Difference between revisions of "1977 AHSME Problems/Problem 9"

Revision as of 11:30, 21 November 2016

Problem 9

$[asy] size(120); path c = Circle((0, 0), 1); pair A = dir(20), B = dir(130), C = dir(240), D = dir(330); draw(c); pair F = 3(A-B) + B; pair G = 3(D-C) + C; pair E = intersectionpoints(B--F, C--G)[0]; draw(B--E--C--A); label("$A$", A, NE); label("$B$", B, NW); label("$C$", C, SW); label("$D$", D, SE); label("$E$", E, E); //Credit to MSTang for the diagram [/asy]$

In the adjoining figure $\measuredangle E=40^\circ$ and arc $AB$ , arc $BC$ , and arc $CD$ all have equal length. Find the measure of $\measuredangle ACD$ .

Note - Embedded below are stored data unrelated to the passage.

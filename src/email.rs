//! Commit-email discovery heuristic.
//!
//! Best-effort search for a user's real commit email across two data
//! sources: one page of public events, then commits from up to 10 of
//! the user's repositories. Noreply addresses are never returned.
//! Fetch failures are logged and the search moves on; the heuristic
//! itself never fails.
use log::{debug, warn};

use crate::{
    github::client::GithubClient,
    github::models::{Event, RepoCommit, RepoSummary},
    github::NOREPLY_MARKER,
    identifier::Username,
};

/// Push event type tag in the events listing.
const PUSH_EVENT: &str = "PushEvent";

/// Maximum number of candidate repositories whose commits are fetched.
const MAX_REPOS_TO_CHECK: usize = 10;

/// Whether an email is a GitHub synthetic noreply address.
pub(crate) fn is_noreply(email: &str) -> bool {
    email.contains(NOREPLY_MARKER)
}

/// First non-noreply author email attached to a push event, scanning
/// events in returned order.
pub(crate) fn email_from_events(events: &[Event]) -> Option<String> {
    for event in events {
        if event.kind != PUSH_EVENT {
            continue;
        }
        let Some(commits) = &event.payload.commits else {
            continue;
        };
        for commit in commits {
            if let Some(email) = commit.author.as_ref().and_then(|a| a.email.as_deref()) {
                if !is_noreply(email) {
                    return Some(email.to_string());
                }
            }
        }
    }
    None
}

/// First non-noreply author email in a commit listing, in returned
/// order.
pub(crate) fn email_from_commits(commits: &[RepoCommit]) -> Option<String> {
    for commit in commits {
        if let Some(email) = commit.commit.author.as_ref().and_then(|a| a.email.as_deref()) {
            if !is_noreply(email) {
                return Some(email.to_string());
            }
        }
    }
    None
}

/// Candidate repositories for the commit scan: non-forks are more
/// likely to carry the user's own commits, so they are preferred; the
/// full set is the fallback when every repository is a fork. At most
/// [`MAX_REPOS_TO_CHECK`] candidates are kept.
pub(crate) fn candidate_repos(repos: Vec<RepoSummary>) -> Vec<RepoSummary> {
    let non_forked: Vec<RepoSummary> = repos.iter().filter(|r| !r.fork).cloned().collect();
    let pool = if non_forked.is_empty() {
        repos
    } else {
        non_forked
    };
    pool.into_iter().take(MAX_REPOS_TO_CHECK).collect()
}

/// Find the most likely real commit email for a user, or `None` if
/// nothing usable is discoverable.
///
/// Bounded API cost: one events fetch, one repository listing fetch
/// and at most [`MAX_REPOS_TO_CHECK`] commit listing fetches. No
/// retries. Short-circuits on the first acceptable match.
pub async fn find_commit_email(client: &GithubClient, username: &Username) -> Option<String> {
    match client.get_public_events(username).await {
        Ok(events) => {
            if let Some(email) = email_from_events(&events) {
                return Some(email);
            }
        }
        Err(e) => warn!("Failed to fetch commit email from events: {e}"),
    }

    let repos = match client.get_repos(username).await {
        Ok(repos) => repos,
        Err(e) => {
            warn!("Failed to fetch repos: {e}");
            return None;
        }
    };
    for repo in candidate_repos(repos) {
        let commits = match client
            .get_commits(&repo.owner.login, &repo.name, username)
            .await
        {
            Ok(commits) => commits,
            Err(e) => {
                debug!(
                    "Failed to fetch commits from {}/{}: {e}",
                    repo.owner.login, repo.name
                );
                continue;
            }
        };
        if let Some(email) = email_from_commits(&commits) {
            return Some(email);
        }
    }
    None
}

#[cfg(test)]
mod test {
    #![allow(clippy::unwrap_used)]
    use serde_json::json;

    use super::*;

    /// Parse an events listing fixture.
    fn events(value: serde_json::Value) -> Vec<Event> {
        serde_json::from_value(value).unwrap()
    }

    /// Parse a commit listing fixture.
    fn commits(value: serde_json::Value) -> Vec<RepoCommit> {
        serde_json::from_value(value).unwrap()
    }

    /// Parse a repository listing fixture.
    fn repos(value: serde_json::Value) -> Vec<RepoSummary> {
        serde_json::from_value(value).unwrap()
    }

    #[test]
    fn events_scan_returns_first_real_email() {
        let events = events(json!([
            {"type": "WatchEvent", "payload": {}},
            {"type": "PushEvent", "payload": {"commits": [
                {"author": {"name": "octocat", "email": "1+octocat@users.noreply.github.com"}},
                {"author": {"name": "octocat", "email": "octocat@example.com"}},
            ]}},
            {"type": "PushEvent", "payload": {"commits": [
                {"author": {"name": "octocat", "email": "later@example.com"}},
            ]}},
        ]));
        assert_eq!(
            email_from_events(&events),
            Some("octocat@example.com".to_string())
        );
    }

    #[test]
    fn events_scan_never_returns_noreply() {
        let events = events(json!([
            {"type": "PushEvent", "payload": {"commits": [
                {"author": {"name": "octocat", "email": "1+octocat@users.noreply.github.com"}},
                {"author": {"name": "bot", "email": "49699333+dependabot[bot]@users.noreply.github.com"}},
            ]}},
        ]));
        assert_eq!(email_from_events(&events), None);
    }

    #[test]
    fn events_scan_handles_missing_payload_pieces() {
        let events = events(json!([
            {"type": "PushEvent"},
            {"type": "PushEvent", "payload": {"commits": [{"author": null}, {}]}},
            {"type": "IssuesEvent", "payload": {"action": "opened"}},
        ]));
        assert_eq!(email_from_events(&events), None);
    }

    #[test]
    fn commits_scan_skips_noreply_and_missing_authors() {
        let commits = commits(json!([
            {"commit": {"author": null}},
            {"commit": {"author": {"name": "octocat", "email": "1+octocat@users.noreply.github.com"}}},
            {"commit": {"author": {"name": "octocat", "email": "work@example.com"}}},
        ]));
        assert_eq!(
            email_from_commits(&commits),
            Some("work@example.com".to_string())
        );
    }

    #[test]
    fn commits_scan_empty_listing() {
        assert_eq!(email_from_commits(&commits(json!([]))), None);
    }

    #[test]
    fn candidates_prefer_non_forks() {
        let repos = repos(json!([
            {"name": "a-fork", "fork": true, "owner": {"login": "octocat"}},
            {"name": "own", "fork": false, "owner": {"login": "octocat"}},
        ]));
        let candidates = candidate_repos(repos);
        assert_eq!(candidates.len(), 1);
        assert_eq!(candidates[0].name, "own");
    }

    #[test]
    fn candidates_fall_back_to_forks_when_nothing_else() {
        let repos = repos(json!([
            {"name": "a-fork", "fork": true, "owner": {"login": "octocat"}},
            {"name": "b-fork", "fork": true, "owner": {"login": "octocat"}},
        ]));
        let candidates = candidate_repos(repos);
        assert_eq!(candidates.len(), 2);
    }

    #[test]
    fn candidates_are_capped() {
        let listing: Vec<serde_json::Value> = (0..30)
            .map(|i| json!({"name": format!("repo-{i}"), "fork": false, "owner": {"login": "octocat"}}))
            .collect();
        let candidates = candidate_repos(repos(json!(listing)));
        assert_eq!(candidates.len(), MAX_REPOS_TO_CHECK);
        // Listing order (most recently updated first) is preserved.
        assert_eq!(candidates[0].name, "repo-0");
    }

    #[test]
    fn noreply_marker_matches_every_synthetic_form() {
        assert!(is_noreply("1+octocat@users.noreply.github.com"));
        assert!(is_noreply("noreply@noreply.github.com"));
        assert!(!is_noreply("octocat@example.com"));
    }
}
//! User-entered identifier validation.
//!
//! Identifiers are validated before any network call: either a bare
//! GitHub username, or a repository given as `owner/name` or as a
//! GitHub URL.
use std::{fmt, str::FromStr, sync::OnceLock};

use regex::Regex;
use url::Url;

use crate::errors::{GhLookupError, GhLookupErrorKind};

/// A validated GitHub username.
///
/// Usernames are alphanumeric and hyphens, no leading hyphen, no
/// consecutive hyphens, at most 39 characters. Trailing hyphens are
/// accepted, matching GitHub's own signup rule.
#[derive(Debug, Clone, PartialEq, Eq)]
pub struct Username(String);

/// Regex for the username shape (consecutive hyphens checked separately).
#[allow(clippy::expect_used)]
fn username_regex() -> &'static Regex {
    static RE: OnceLock<Regex> = OnceLock::new();
    RE.get_or_init(|| {
        Regex::new(r"^[A-Za-z0-9][A-Za-z0-9-]{0,38}$").expect("username regex is valid")
    })
}

/// Regex for a repository name segment.
#[allow(clippy::expect_used)]
fn repo_name_regex() -> &'static Regex {
    static RE: OnceLock<Regex> = OnceLock::new();
    RE.get_or_init(|| Regex::new(r"^[A-Za-z0-9_.\-]+$").expect("repo name regex is valid"))
}

impl Username {
    /// The username as entered.
    pub fn as_str(&self) -> &str {
        &self.0
    }
}

impl FromStr for Username {
    type Err = GhLookupError;

    fn from_str(s: &str) -> Result<Self, Self::Err> {
        if s.is_empty() {
            return Err(GhLookupError::new(GhLookupErrorKind::Validation)
                .with_text("Please enter a GitHub username"));
        }
        if !username_regex().is_match(s) || s.contains("--") {
            return Err(
                GhLookupError::new(GhLookupErrorKind::Validation).with_text("Invalid username")
            );
        }
        Ok(Self(s.to_string()))
    }
}

impl fmt::Display for Username {
    fn fmt(&self, f: &mut fmt::Formatter<'_>) -> fmt::Result {
        write!(f, "{}", self.0)
    }
}

/// A validated repository identifier.
#[derive(Debug, Clone, PartialEq, Eq)]
pub struct RepoId {
    /// Repository owner (a username or organization).
    pub owner: String,

    /// Repository name.
    pub name: String,
}

impl RepoId {
    /// Split a `github.com` URL into its owner and name segments.
    ///
    /// Extra path segments, query and fragment are ignored, so issue
    /// and pull request URLs resolve to their repository.
    fn from_url(input: &str) -> Option<(String, String)> {
        let url = Url::parse(input).ok()?;
        match url.host_str() {
            Some("github.com") | Some("www.github.com") => {}
            _ => return None,
        }
        let mut segments = url.path_segments()?.filter(|s| !s.is_empty());
        let owner = segments.next()?.to_string();
        let name = segments.next()?.to_string();
        Some((owner, name))
    }
}

impl FromStr for RepoId {
    type Err = GhLookupError;

    fn from_str(s: &str) -> Result<Self, Self::Err> {
        if s.is_empty() {
            return Err(GhLookupError::new(GhLookupErrorKind::Validation)
                .with_text("Please enter a repository as owner/name or a GitHub URL"));
        }
        let (owner, name) = if s.contains("://") {
            RepoId::from_url(s).ok_or_else(|| {
                GhLookupError::new(GhLookupErrorKind::Validation).with_text("Invalid repository")
            })?
        } else {
            match s.split('/').collect::<Vec<_>>().as_slice() {
                [owner, name] => ((*owner).to_string(), (*name).to_string()),
                _ => {
                    return Err(GhLookupError::new(GhLookupErrorKind::Validation)
                        .with_text("Invalid repository"))
                }
            }
        };
        if owner.parse::<Username>().is_err() || !repo_name_regex().is_match(&name) {
            return Err(
                GhLookupError::new(GhLookupErrorKind::Validation).with_text("Invalid repository")
            );
        }
        Ok(Self { owner, name })
    }
}

impl fmt::Display for RepoId {
    fn fmt(&self, f: &mut fmt::Formatter<'_>) -> fmt::Result {
        write!(f, "{}/{}", self.owner, self.name)
    }
}

#[cfg(test)]
mod test {
    #![allow(clippy::unwrap_used)]
    use super::*;

    #[test]
    fn valid_usernames() {
        for name in ["octocat", "a", "torvalds", "my-user-1", "user-", "A1b2"] {
            assert!(name.parse::<Username>().is_ok(), "{name} should be valid");
        }
    }

    #[test]
    fn empty_username_has_its_own_message() {
        let err = "".parse::<Username>().unwrap_err();
        assert_eq!(err.user_message(), "Please enter a GitHub username");
    }

    #[test]
    fn invalid_usernames() {
        let too_long = "a".repeat(40);
        for name in ["-leading", "double--hyphen", too_long.as_str(), "no spaces"] {
            let err = name.parse::<Username>().unwrap_err();
            assert_eq!(err.user_message(), "Invalid username", "{name}");
        }
    }

    #[test]
    fn max_length_username_is_valid() {
        let name = "a".repeat(39);
        assert!(name.parse::<Username>().is_ok());
    }

    #[test]
    fn repo_from_owner_name() {
        let repo: RepoId = "rust-lang/cargo".parse().unwrap();
        assert_eq!(repo.owner, "rust-lang");
        assert_eq!(repo.name, "cargo");
    }

    #[test]
    fn repo_from_url() {
        for url in [
            "https://github.com/rust-lang/cargo",
            "https://github.com/rust-lang/cargo/issues/42",
            "https://www.github.com/rust-lang/cargo?tab=readme-ov-file",
        ] {
            let repo: RepoId = url.parse().unwrap();
            assert_eq!(repo.to_string(), "rust-lang/cargo", "{url}");
        }
    }

    #[test]
    fn repo_rejects_other_hosts_and_shapes() {
        for input in [
            "",
            "justaname",
            "a/b/c",
            "https://gitlab.com/owner/name",
            "-bad/name",
            "owner/na me",
        ] {
            assert!(input.parse::<RepoId>().is_err(), "{input}");
        }
    }
}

$\textbf{(A) }10^\circ\qquad \textbf{(B) }15^\circ\qquad \textbf{(C) }20^\circ\qquad \textbf{(D) }\left(\frac{45}{2}\right)^\circ\qquad \textbf{(E) }30^\circ$

 ==Solution==

Solution by e_power_pi_times_i

If arcs $AB$ , $BC$ , and $CD$ are congruent, then $\measuredangle ACB = \measuredangle BDC = \measuredangle CBD = \theta$ . Because $ABCD$ is cyclic, $\measuredangle CAD = \measuredangle CBD = \theta$ , and $\measuredangle ADB = \measuredangle ACB = \theta$ . Then, $\measuredangle EAD = \measuredangle EDA = \dfrac{180^\circ - 40^\circ}{2} = 70^\circ$ . $\theta = 55^\circ$ . $\measuredangle ACD = 180^\circ - 55^\circ - 110^\circ = \boxed{\textbf{(B) }15^\circ}$ .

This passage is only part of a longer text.